### What is required
Scan the records for "timer". Report each line that includes it.

### Source data
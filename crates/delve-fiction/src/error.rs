//! Error types for the fiction engine.

use delve_core::WorldError;
use delve_simulation::SimError;
use thiserror::Error;

/// Result type for fiction operations.
pub type FictionResult<T> = Result<T, FictionError>;

/// Errors that can occur while running a session.
///
/// None of these come from ordinary play. A player's mistakes are either a
/// [`ParseError`] or a failed action outcome.
#[derive(Debug, Error)]
pub enum FictionError {
    /// The world model refused an operation.
    #[error("world error: {0}")]
    World(#[from] WorldError),

    /// Simulation error.
    #[error("simulation error: {0}")]
    Simulation(#[from] SimError),

    /// A session snapshot could not be read or written.
    #[error("snapshot error: {0}")]
    Snapshot(String),
}

impl From<serde_json::Error> for FictionError {
    fn from(err: serde_json::Error) -> Self {
        Self::Snapshot(err.to_string())
    }
}

/// Why a line of input could not be turned into a command.
///
/// Always recoverable: the message is shown to the player and the turn does
/// not advance.
#[derive(Debug, Clone, PartialEq, Eq, Error)]
pub enum ParseError {
    /// Nothing was typed.
    #[error("I beg your pardon?")]
    Empty,

    /// A word is not in the vocabulary.
    #[error("I don't know the word \"{word}\".{}", suggestion_text(.suggestion))]
    UnknownWord {
        /// The unknown word.
        word: String,
        /// A close vocabulary word, if any.
        suggestion: Option<String>,
    },

    /// The sentence has no verb.
    #[error("There was no verb in that sentence!")]
    NoVerb,

    /// A verb that needs an object was given none.
    #[error("{}", missing_direct_text(.verb))]
    MissingDirect {
        /// The verb.
        verb: String,
    },

    /// A prepositional verb was given no indirect object.
    #[error("What do you want to {verb} it {preposition}?")]
    MissingIndirect {
        /// The verb.
        verb: String,
        /// The preposition the verb expects.
        preposition: String,
    },

    /// More than one object in scope matches the noun phrase.
    #[error("Which {noun} do you mean, {}?", candidate_list(.candidates))]
    Ambiguous {
        /// The noun phrase as typed.
        noun: String,
        /// Names of every matching object.
        candidates: Vec<String>,
    },

    /// No object in scope matches the noun phrase.
    #[error("You can't see any {noun} here!")]
    NotInScope {
        /// The noun phrase as typed.
        noun: String,
    },

    /// A pronoun was used with nothing to refer to.
    #[error("I'm not sure what you're referring to.")]
    BadPronoun,

    /// A known word appeared where it makes no sense.
    #[error("I don't understand how \"{word}\" fits in that sentence.")]
    Unexpected {
        /// The out-of-place word.
        word: String,
    },
}

fn suggestion_text(suggestion: &Option<String>) -> String {
    match suggestion {
        Some(word) => format!(" Did you mean \"{word}\"?"),
        None => String::new(),
    }
}

fn missing_direct_text(verb: &str) -> String {
    if verb == "go" {
        "Where do you want to go?".to_string()
    } else {
        format!("What do you want to {verb}?")
    }
}

fn candidate_list(candidates: &[String]) -> String {
    match candidates {
        [] => String::new(),
        [only] => format!("the {only}"),
        [rest @ .., last] => {
            let head: Vec<String> = rest.iter().map(|c| format!("the {c}")).collect();
            format!("{} or the {last}", head.join(", "))
        }
    }
}

#[cfg(test)]
mod tests {
    use super::*;

    #[test]
    fn unknown_word_offers_a_suggestion() {
        let err = ParseError::UnknownWord {
            word: "mailbx".to_string(),
            suggestion: Some("mailbox".to_string()),
        };
        assert_eq!(
            err.to_string(),
            "I don't know the word \"mailbx\". Did you mean \"mailbox\"?"
        );
        let err = ParseError::UnknownWord {
            word: "xyzzy".to_string(),
            suggestion: None,
        };
        assert_eq!(err.to_string(), "I don't know the word \"xyzzy\".");
    }

    #[test]
    fn ambiguity_names_every_candidate() {
        let err = ParseError::Ambiguous {
            noun: "blade".to_string(),
            candidates: vec!["nasty knife".to_string(), "elvish sword".to_string()],
        };
        assert_eq!(
            err.to_string(),
            "Which blade do you mean, the nasty knife or the elvish sword?"
        );
        let err = ParseError::Ambiguous {
            noun: "bag".to_string(),
            candidates: vec!["a".to_string(), "b".to_string(), "c".to_string()],
        };
        assert_eq!(err.to_string(), "Which bag do you mean, the a, the b or the c?");
    }

    #[test]
    fn missing_objects_are_distinct() {
        let direct = ParseError::MissingDirect {
            verb: "take".to_string(),
        };
        let indirect = ParseError::MissingIndirect {
            verb: "put".to_string(),
            preposition: "in".to_string(),
        };
        assert_eq!(direct.to_string(), "What do you want to take?");
        assert_eq!(indirect.to_string(), "What do you want to put it in?");
        assert_ne!(direct, indirect);
        assert_eq!(
            ParseError::MissingDirect { verb: "go".to_string() }.to_string(),
            "Where do you want to go?"
        );
    }
}
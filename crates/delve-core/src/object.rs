//! Game objects and where they are.

use std::fmt;

use serde::{Deserialize, Serialize};

use crate::flags::ObjectFlags;
use crate::id::{ObjectId, RoomId};
use crate::room::ConditionalText;
use crate::world::World;

/// Where an object currently is. An object has exactly one location.
#[derive(Debug, Clone, Copy, Default, PartialEq, Eq, Hash, Serialize, Deserialize)]
#[serde(tag = "in", content = "id", rename_all = "snake_case")]
pub enum Location {
    /// Out of play.
    #[default]
    Nowhere,
    /// Directly in a room.
    Room(RoomId),
    /// Inside (or on) another object.
    Object(ObjectId),
    /// Carried by the player.
    Player,
}

impl fmt::Display for Location {
    fn fmt(&self, f: &mut fmt::Formatter<'_>) -> fmt::Result {
        match self {
            Self::Nowhere => f.write_str("nowhere"),
            Self::Room(id) => write!(f, "{id}"),
            Self::Object(id) => write!(f, "in {id}"),
            Self::Player => f.write_str("player"),
        }
    }
}

/// Anything the player can refer to: items, scenery, containers, creatures.
#[derive(Debug, Clone, PartialEq, Serialize, Deserialize)]
pub struct GameObject {
    /// Identifier.
    pub id: ObjectId,
    /// Content key the object was built from.
    pub key: String,
    /// Display name, e.g. "small mailbox".
    pub name: String,
    /// Nouns the parser accepts for this object.
    pub synonyms: Vec<String>,
    /// Adjectives the parser accepts for this object.
    pub adjectives: Vec<String>,
    /// Text shown by EXAMINE.
    pub description: String,
    /// Room-listing text shown until the object is first handled.
    pub initial_description: Option<String>,
    /// Text shown by READ.
    pub text: Option<String>,
    /// Current location.
    pub location: Location,
    /// Capability and state flags.
    pub flags: ObjectFlags,
    /// Volume available to contents. `None` means unlimited.
    pub capacity: Option<u32>,
    /// Own size, counted towards weight.
    pub size: u32,
    /// Points awarded when first taken.
    pub value: i32,
    /// Points held while the object sits in the trophy case.
    pub case_value: i32,
    /// Whether `value` has already been awarded.
    pub value_claimed: bool,
    /// Objects directly inside, in arrival order.
    pub contents: Vec<ObjectId>,
    /// Conditional replacements for `description`.
    pub texts: Vec<ConditionalText>,
}

impl GameObject {
    /// Check whether all the given flags are set.
    pub fn is(&self, flags: ObjectFlags) -> bool {
        self.flags.contains(flags)
    }

    /// A treasure is anything worth points.
    pub fn is_treasure(&self) -> bool {
        self.value > 0 || self.case_value > 0
    }

    /// Whether the object can currently hold things.
    pub fn is_open_container(&self) -> bool {
        self.is(ObjectFlags::CONTAINER) && (self.is(ObjectFlags::OPEN) || self.is(ObjectFlags::SURFACE))
    }

    /// Whether the object's contents can be seen.
    pub fn shows_contents(&self) -> bool {
        self.is_open_container() || self.is(ObjectFlags::TRANSPARENT)
    }

    /// Whether the object is a burning light source.
    pub fn gives_light(&self) -> bool {
        self.is(ObjectFlags::LIGHT_SOURCE | ObjectFlags::LIT)
    }

    /// Whether `word` is one of this object's nouns.
    pub fn has_noun(&self, word: &str) -> bool {
        self.synonyms.iter().any(|s| s == word)
    }

    /// Whether every adjective in `words` describes this object.
    pub fn has_adjectives(&self, words: &[String]) -> bool {
        words.iter().all(|w| self.adjectives.contains(w))
    }

    /// EXAMINE text, with any conditional variant applied.
    pub fn describe<'a>(&'a self, world: &World) -> &'a str {
        ConditionalText::select(&self.texts, &self.description, world)
    }

    /// The name with an indefinite article.
    pub fn a_name(&self) -> String {
        let article = match self.name.chars().next() {
            Some(c) if "aeiou".contains(c.to_ascii_lowercase()) => "an",
            _ => "a",
        };
        format!("{article} {}", self.name)
    }
}

#[cfg(test)]
mod tests {
    use super::*;
    use crate::demo::demo_world;

    #[test]
    fn treasures_are_worth_points() {
        let world = demo_world().unwrap();
        assert!(world.object_by_key("painting").unwrap().is_treasure());
        assert!(!world.object_by_key("leaflet").unwrap().is_treasure());
    }

    #[test]
    fn nouns_and_adjectives_match() {
        let world = demo_world().unwrap();
        let mailbox = world.object_by_key("mailbox").unwrap();
        assert!(mailbox.has_noun("mailbox"));
        assert!(mailbox.has_noun("box"));
        assert!(mailbox.has_adjectives(&["small".to_string()]));
        assert!(!mailbox.has_adjectives(&["brass".to_string()]));
    }

    #[test]
    fn articles() {
        let world = demo_world().unwrap();
        assert_eq!(world.object_by_key("egg").unwrap().a_name(), "a jewel-encrusted egg");
        assert_eq!(world.object_by_key("leaflet").unwrap().a_name(), "a leaflet");
        assert_eq!(world.object_by_key("axe").unwrap().a_name(), "an axe");
    }

    #[test]
    fn closed_container_hides_contents() {
        let world = demo_world().unwrap();
        let mailbox = world.object_by_key("mailbox").unwrap();
        assert!(!mailbox.shows_contents());
        let case = world.object_by_key("trophy-case").unwrap();
        assert!(case.shows_contents());
    }

    #[test]
    fn location_serializes_tagged() {
        let json = serde_json::to_string(&Location::Room(RoomId(2))).unwrap();
        assert_eq!(json, r#"{"in":"room","id":2}"#);
        let player: Location = serde_json::from_str(r#"{"in":"player"}"#).unwrap();
        assert_eq!(player, Location::Player);
    }
}
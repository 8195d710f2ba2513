use std::fmt;

use delve_core::{ObjectId, World};
use serde::{Deserialize, Serialize};
use tracing::info;

use crate::config::ActorScope;
use crate::context::SimContext;
use crate::error::{SimError, SimResult};
use crate::event::SimEventKind;

/// Behavioral state of a non-player character.
#[derive(Debug, Clone, Copy, PartialEq, Eq, Hash, Serialize, Deserialize)]
#[serde(rename_all = "snake_case")]
pub enum ActorState {
    /// Going about its business.
    Normal,
    /// Engaged with the player.
    Fighting,
    /// Running away to recover.
    Fleeing,
    /// Asleep or unconscious.
    Sleeping,
    /// Out of play for good.
    Dead,
}

impl fmt::Display for ActorState {
    fn fmt(&self, f: &mut fmt::Formatter<'_>) -> fmt::Result {
        f.write_str(match self {
            Self::Normal => "normal",
            Self::Fighting => "fighting",
            Self::Fleeing => "fleeing",
            Self::Sleeping => "sleeping",
            Self::Dead => "dead",
        })
    }
}

/// Combat statistics.
#[derive(Debug, Clone, Copy, PartialEq, Eq, Serialize, Deserialize)]
pub struct ActorStats {
    /// Current strength. Zero is death.
    pub strength: u32,
    /// Strength when fully healed.
    pub max_strength: u32,
}

impl ActorStats {
    /// Stats at full strength.
    pub fn full(strength: u32) -> Self {
        Self {
            strength,
            max_strength: strength,
        }
    }
}

/// Saved state of one actor.
#[derive(Debug, Clone, Copy, PartialEq, Eq, Serialize, Deserialize)]
pub struct ActorSnapshot {
    /// The object the actor animates.
    pub object: ObjectId,
    /// Behavioral state.
    pub state: ActorState,
    /// Combat stats.
    pub stats: ActorStats,
    /// Actor-specific counter.
    pub timer: u32,
}

/// The state every actor carries.
#[derive(Debug, Clone)]
pub struct ActorCore {
    /// The object this actor animates.
    pub object: ObjectId,
    /// Display name.
    pub name: String,
    /// Behavioral state.
    pub state: ActorState,
    /// Combat stats.
    pub stats: ActorStats,
    /// Actor-specific counter, such as turns left asleep.
    pub timer: u32,
}

impl ActorCore {
    /// A fresh actor in the normal state.
    pub fn new(object: ObjectId, name: impl Into<String>, strength: u32) -> Self {
        Self {
            object,
            name: name.into(),
            state: ActorState::Normal,
            stats: ActorStats::full(strength),
            timer: 0,
        }
    }

    /// Whether the actor shares the player's room.
    pub fn with_player(&self, world: &World) -> bool {
        world.room_of(self.object) == Some(world.state.current_room)
    }
}

/// A non-player character's behavior.
///
/// Actors refer to the object they animate by id. The roster calls
/// [`Actor::transition_state`] after each hook and records any change.
pub trait Actor: fmt::Debug {
    /// Shared actor state.
    fn core(&self) -> &ActorCore;

    /// Shared actor state, mutably.
    fn core_mut(&mut self) -> &mut ActorCore;

    /// The object this actor animates.
    fn object(&self) -> ObjectId {
        self.core().object
    }

    /// Display name.
    fn name(&self) -> &str {
        &self.core().name
    }

    /// Current behavioral state.
    fn state(&self) -> ActorState {
        self.core().state
    }

    /// Current combat stats.
    fn stats(&self) -> ActorStats {
        self.core().stats
    }

    /// Whether the actor takes a turn now.
    fn should_act(&self, _world: &World) -> bool {
        self.state() != ActorState::Dead
    }

    /// Take one turn.
    fn execute_turn(&mut self, ctx: &mut SimContext<'_>) -> SimResult<()>;

    /// React to the player attacking with `weapon` (bare hands if `None`).
    fn on_attacked(&mut self, ctx: &mut SimContext<'_>, weapon: Option<ObjectId>) -> SimResult<()>;

    /// React to the player handing over `item`.
    fn on_receive_item(&mut self, ctx: &mut SimContext<'_>, item: ObjectId) -> SimResult<()>;

    /// The state the actor should now be in.
    fn transition_state(&self, world: &World) -> ActorState;

    /// Save the actor's state.
    fn snapshot(&self) -> ActorSnapshot {
        let core = self.core();
        ActorSnapshot {
            object: core.object,
            state: core.state,
            stats: core.stats,
            timer: core.timer,
        }
    }

    /// Restore saved state.
    fn restore(&mut self, saved: &ActorSnapshot) {
        let core = self.core_mut();
        core.state = saved.state;
        core.stats = saved.stats;
        core.timer = saved.timer;
    }
}

fn settle(actor: &mut dyn Actor, ctx: &mut SimContext<'_>) {
    let from = actor.state();
    if from == ActorState::Dead {
        return;
    }
    let to = actor.transition_state(ctx.world);
    if to == from {
        return;
    }
    actor.core_mut().state = to;
    let object = actor.object();
    info!(turn = ctx.turn, actor = actor.name(), %from, %to, "actor changed state");
    ctx.emit(
        SimEventKind::ActorStateChanged {
            actor: object,
            from,
            to,
        },
        format!("the {} is now {to}", actor.name()),
    );
}

/// Every registered actor, consulted in registration order.
#[derive(Debug, Default)]
pub struct ActorRoster {
    actors: Vec<Box<dyn Actor>>,
}

impl ActorRoster {
    /// An empty roster.
    pub fn new() -> Self {
        Self::default()
    }

    /// Register an actor.
    pub fn register<A: Actor + 'static>(&mut self, actor: A) {
        self.actors.push(Box::new(actor));
    }

    /// Number of registered actors.
    pub fn len(&self) -> usize {
        self.actors.len()
    }

    /// Whether no actors are registered.
    pub fn is_empty(&self) -> bool {
        self.actors.is_empty()
    }

    /// The actor animating `object`.
    pub fn get(&self, object: ObjectId) -> Option<&dyn Actor> {
        self.actors
            .iter()
            .find(|a| a.object() == object)
            .map(|a| a.as_ref())
    }

    fn get_mut(&mut self, object: ObjectId) -> SimResult<&mut Box<dyn Actor>> {
        self.actors
            .iter_mut()
            .find(|a| a.object() == object)
            .ok_or(SimError::UnknownActor(object))
    }

    /// Give each actor in scope its turn. Stops early if the player dies.
    pub fn run(&mut self, ctx: &mut SimContext<'_>, scope: ActorScope) -> SimResult<()> {
        for actor in &mut self.actors {
            if ctx.player_dead() {
                break;
            }
            if scope == ActorScope::SameRoomOnly && !actor.core().with_player(ctx.world) {
                continue;
            }
            if !actor.should_act(ctx.world) {
                continue;
            }
            actor.execute_turn(ctx)?;
            settle(actor.as_mut(), ctx);
        }
        Ok(())
    }

    /// The player attacks the actor animating `object`.
    pub fn attack(
        &mut self,
        ctx: &mut SimContext<'_>,
        object: ObjectId,
        weapon: Option<ObjectId>,
    ) -> SimResult<()> {
        let actor = self.get_mut(object)?;
        actor.on_attacked(ctx, weapon)?;
        settle(actor.as_mut(), ctx);
        Ok(())
    }

    /// The player gives `item` to the actor animating `object`.
    pub fn give(&mut self, ctx: &mut SimContext<'_>, object: ObjectId, item: ObjectId) -> SimResult<()> {
        let actor = self.get_mut(object)?;
        actor.on_receive_item(ctx, item)?;
        settle(actor.as_mut(), ctx);
        Ok(())
    }

    /// Save every actor's state.
    pub fn snapshot(&self) -> Vec<ActorSnapshot> {
        self.actors.iter().map(|a| a.snapshot()).collect()
    }

    /// Restore saved actor state, matching actors by object id.
    pub fn restore(&mut self, saved: &[ActorSnapshot]) -> SimResult<()> {
        if saved.len() != self.actors.len() {
            return Err(SimError::Snapshot(format!(
                "{} actors saved, {} registered",
                saved.len(),
                self.actors.len()
            )));
        }
        for entry in saved {
            let actor = self
                .get_mut(entry.object)
                .map_err(|_| SimError::Snapshot(format!("no actor animates {}", entry.object)))?;
            actor.restore(entry);
        }
        Ok(())
    }
}
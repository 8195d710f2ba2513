//! Fixed text templates for rooms, objects and the inventory.

use delve_core::{GameObject, Location, ObjectFlags, ObjectId, RoomId, World, WorldResult};

use super::config::{NarratorConfig, Verbosity};

/// Shown instead of a room when there is no light.
pub const DARKNESS: &str = "It is pitch black. You are likely to be eaten by a grue.";

/// Renders the world as text.
#[derive(Debug, Clone, Default)]
pub struct Narrator {
    config: NarratorConfig,
}

impl Narrator {
    /// Create a narrator with the given config.
    pub fn new(config: NarratorConfig) -> Self {
        Self { config }
    }

    /// The current verbosity.
    pub fn verbosity(&self) -> Verbosity {
        self.config.verbosity
    }

    /// Change the verbosity.
    pub fn set_verbosity(&mut self, verbosity: Verbosity) {
        self.config.verbosity = verbosity;
    }

    /// Describe the player's room after walking into it. `first_visit` is
    /// whether the room had been seen before this arrival.
    pub fn describe_arrival(&self, world: &World, first_visit: bool) -> WorldResult<String> {
        let full = self.config.verbosity.full_on_arrival(first_visit);
        self.describe_room(world, world.state.current_room, full)
    }

    /// Describe a room as seen from inside it.
    ///
    /// Without light only the darkness warning is shown. Otherwise the name,
    /// then the long description when `full`, then what lies about.
    pub fn describe_room(&self, world: &World, id: RoomId, full: bool) -> WorldResult<String> {
        if !world.player_has_light() {
            return Ok(DARKNESS.to_string());
        }
        let room = world.room(id)?;
        let mut lines = vec![room.name.clone()];
        if full {
            lines.push(room.describe(world).to_string());
        }
        for &object in &room.contents {
            self.describe_present(world, object, &mut lines)?;
        }
        Ok(lines.join("\n"))
    }

    /// One or more lines for an object lying in a room.
    fn describe_present(&self, world: &World, id: ObjectId, lines: &mut Vec<String>) -> WorldResult<()> {
        let object = world.object(id)?;
        if object.is(ObjectFlags::INVISIBLE) {
            return Ok(());
        }
        if object.is(ObjectFlags::ACTOR) {
            lines.push(object.describe(world).to_string());
            return Ok(());
        }
        if object.is(ObjectFlags::FIXED) && !object.is(ObjectFlags::CONTAINER) {
            // Scenery is part of the room description.
            return Ok(());
        }
        match (&object.initial_description, object.is(ObjectFlags::TOUCHED)) {
            (Some(first_sight), false) => lines.push(first_sight.clone()),
            _ => lines.push(format!("There is {} here.", object.a_name())),
        }
        if object.shows_contents() {
            self.list_contents(world, object, 0, lines)?;
        }
        Ok(())
    }

    /// "The X contains:" followed by the visible contents, indented by
    /// `depth` levels. Nothing when the container is empty.
    fn list_contents(
        &self,
        world: &World,
        container: &GameObject,
        depth: usize,
        lines: &mut Vec<String>,
    ) -> WorldResult<()> {
        let visible: Vec<&GameObject> = world
            .contents(Location::Object(container.id))?
            .iter()
            .filter_map(|&id| world.object(id).ok())
            .filter(|o| !o.is(ObjectFlags::INVISIBLE))
            .collect();
        if visible.is_empty() {
            return Ok(());
        }
        let indent = "  ".repeat(depth);
        lines.push(format!("{indent}The {} contains:", container.name));
        for item in visible {
            lines.push(format!("{indent}  {}", capitalize(&item.a_name())));
            if item.shows_contents() {
                self.list_contents(world, item, depth + 1, lines)?;
            }
        }
        Ok(())
    }

    /// EXAMINE text: the description, plus the contents of anything that
    /// shows them and the state of a light source.
    pub fn describe_object(&self, world: &World, id: ObjectId) -> WorldResult<String> {
        let object = world.object(id)?;
        let mut lines = vec![object.describe(world).to_string()];
        if object.is(ObjectFlags::LIGHT_SOURCE) && !object.is(ObjectFlags::BURNED_OUT) {
            let state = if object.is(ObjectFlags::LIT) { "on" } else { "off" };
            lines.push(format!("The {} is turned {state}.", object.name));
        }
        if object.is(ObjectFlags::CONTAINER) && !object.is(ObjectFlags::ACTOR) {
            if object.shows_contents() {
                let before = lines.len();
                self.list_contents(world, object, 0, &mut lines)?;
                if lines.len() == before {
                    lines.push(format!("The {} is empty.", object.name));
                }
            } else {
                lines.push(format!("The {} is closed.", object.name));
            }
        }
        Ok(lines.join("\n"))
    }

    /// The inventory listing.
    pub fn inventory(&self, world: &World) -> WorldResult<String> {
        if world.player.is_empty() {
            return Ok("You are empty-handed.".to_string());
        }
        let mut lines = vec!["You are carrying:".to_string()];
        for &id in &world.player.inventory {
            let object = world.object(id)?;
            lines.push(format!("  {}", capitalize(&object.a_name())));
            if object.shows_contents() {
                self.list_contents(world, object, 1, &mut lines)?;
            }
        }
        Ok(lines.join("\n"))
    }
}

/// Upper-case the first letter.
pub fn capitalize(text: &str) -> String {
    let mut chars = text.chars();
    match chars.next() {
        Some(first) => first.to_uppercase().chain(chars).collect(),
        None => String::new(),
    }
}

#[cfg(test)]
mod tests {
    use super::*;
    use delve_core::demo::demo_world;

    fn at(key: &str) -> World {
        let mut world = demo_world().unwrap();
        world.state.current_room = world.room_id(key).unwrap();
        world
    }

    #[test]
    fn first_sight_descriptions_until_touched() {
        let mut world = at("living-room");
        let narrator = Narrator::default();
        let room = world.state.current_room;
        let text = narrator.describe_room(&world, room, false).unwrap();
        assert!(text.starts_with("Living Room"));
        assert!(text.contains("A battery-powered brass lantern is on the trophy case."));
        assert!(!text.contains("oriental rug"));

        let lamp = world.object_id("lamp").unwrap();
        world.object_mut(lamp).unwrap().flags.insert(ObjectFlags::TOUCHED);
        let text = narrator.describe_room(&world, room, false).unwrap();
        assert!(text.contains("There is a brass lantern here."));
    }

    #[test]
    fn darkness_hides_everything() {
        let world = at("attic");
        let narrator = Narrator::default();
        let text = narrator.describe_room(&world, world.state.current_room, true).unwrap();
        assert_eq!(text, DARKNESS);
    }

    #[test]
    fn open_containers_list_contents() {
        let mut world = at("west-of-house");
        let mailbox = world.object_id("mailbox").unwrap();
        world.object_mut(mailbox).unwrap().flags.insert(ObjectFlags::OPEN);
        let narrator = Narrator::default();
        let text = narrator.describe_room(&world, world.state.current_room, false).unwrap();
        assert!(text.contains("There is a small mailbox here.\nThe small mailbox contains:\n  A leaflet"));
    }

    #[test]
    fn examine_reports_closed_and_empty() {
        let mut world = at("west-of-house");
        let mailbox = world.object_id("mailbox").unwrap();
        let narrator = Narrator::default();
        assert_eq!(
            narrator.describe_object(&world, mailbox).unwrap(),
            "It's a small mailbox.\nThe small mailbox is closed."
        );
        let leaflet = world.object_id("leaflet").unwrap();
        world.object_mut(mailbox).unwrap().flags.insert(ObjectFlags::OPEN);
        world.move_object(leaflet, Location::Player).unwrap();
        assert_eq!(
            narrator.describe_object(&world, mailbox).unwrap(),
            "It's a small mailbox.\nThe small mailbox is empty."
        );
    }

    #[test]
    fn inventory_listing() {
        let mut world = at("west-of-house");
        let narrator = Narrator::default();
        assert_eq!(narrator.inventory(&world).unwrap(), "You are empty-handed.");
        let leaflet = world.object_id("leaflet").unwrap();
        world.move_object(leaflet, Location::Player).unwrap();
        assert_eq!(narrator.inventory(&world).unwrap(), "You are carrying:\n  A leaflet");
    }

    #[test]
    fn capitalize_first_letter() {
        assert_eq!(capitalize("a leaflet"), "A leaflet");
        assert_eq!(capitalize(""), "");
    }
}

### Answer space
    pub timer: u32,
    pub timer: u32,
            timer: 0,
            timer: core.timer,
        core.timer = saved.timer;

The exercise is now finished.